Figure 1

Super-resolution reveals that Norbin does not colocalize with PSD-95. A) Confocal (left) and 3D-SIM image of Norbin-GFP distribution in a dendrite with spines. B) STED image of immunolabeled Norbin in dendrite and spines. C) Line profiles taken from B) (dots) fitted with a Gaussian function (red) indicate a resolution of ~40 nm in the Norbin channel. In D) two emitters 116 nm apart have been clearly separated. For the profiles, a patch was taken from the image as indicated in B) and integrated along the shorter edge.
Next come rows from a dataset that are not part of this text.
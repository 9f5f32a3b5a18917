// glyphls - Directory listing with rule-driven file icons

pub mod ehm;
pub mod environment_provider;
pub mod console;
pub mod command_line;
pub mod file_info;
pub mod file_type_map;
pub mod icon_mapping;
pub mod icon_rules;
pub mod directory_lister;
pub mod results_displayer;
pub mod usage;

use std::sync::Arc;

use command_line::CommandLine;
use console::Console;
use ehm::AppError;
use environment_provider::{DefaultEnvironmentProvider, EnvironmentProvider};
use icon_rules::RuleSet;
use results_displayer::ResultsDisplayer;





/// Main entry point for the library.
/// Called by main.rs; returns Result for clean error handling.
pub fn run(cmd: &CommandLine) -> Result<(), AppError> {
    run_with_provider(cmd, &DefaultEnvironmentProvider)
}





////////////////////////////////////////////////////////////////////////////////
//
//  run_with_provider
//
//  Build the rule set once from the given environment, then either show
//  help/rules or list every requested path.  Configuration issues are
//  reported after the listing.
//
////////////////////////////////////////////////////////////////////////////////

pub fn run_with_provider(cmd: &CommandLine, provider: &dyn EnvironmentProvider) -> Result<(), AppError> {
    let mut console = Console::initialize()?;
    let rules = Arc::new(RuleSet::from_environment(provider));

    if cmd.show_env_help {
        usage::display_env_var_help(&mut console, provider, &rules);
        return console.flush();
    }

    if cmd.show_rules {
        usage::display_current_rules(&mut console, &rules);
        return console.flush();
    }

    let mut displayer = ResultsDisplayer::new(console, Arc::clone(&rules), !cmd.no_icons);
    let show_headers = cmd.paths.len() > 1;

    for (i, path) in cmd.paths.iter().enumerate() {
        let entries = directory_lister::collect_entries(path, cmd.show_hidden)?;

        if show_headers && path.is_dir() {
            displayer.display_directory_header(path, i == 0);
        }

        displayer.display_entries(&entries);
        displayer.console_mut().flush()?;
    }

    let mut console = displayer.into_console();
    usage::display_env_var_issues(&mut console, &rules);
    console.flush()
}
E) Confocal recordings of Norbin-GFP and PSD-95-mCherry show a complete colocalization in spines. F) Using 3D-SIM, the distributions of Norbin-GFP and PSD-95-mCherry are resolved. G) Immunolabeled endogenous Norbin and PSD-95 recorded using stimulated emission depletion (STED) show the same overall distribution as 3D-SIM images of exogenous expressed Norbin and PSD-95. H-J) Intensity profiles along the dashed lines over spine heads in A-C illustrate that confocal microscopy does not have the resolving power of 3D-SIM and STED to identify the discrete localizations of Norbin (green) and PSD-95 (magenta). K) Norbin is non-uniformly distributed in spines and has a low degree of colocalization with PSD-95, reflected in a median Pearson’s correlation coefficient (PCC) of 0.49 (n = 27) for 3D-SIM and 0.50 (n = 17) for STED. Compared to the 3D-SIM and STED PCCs, the confocal recordings gave a significantly higher median PCC of 0.81 (n = 15) (***p < 0.00001, Kruskal-Wallis test). The PCCs between the 3D-SIM and STED images are not different (n.s p > 0.5, Kruskal-Wallis test). n = number of analyzed spines.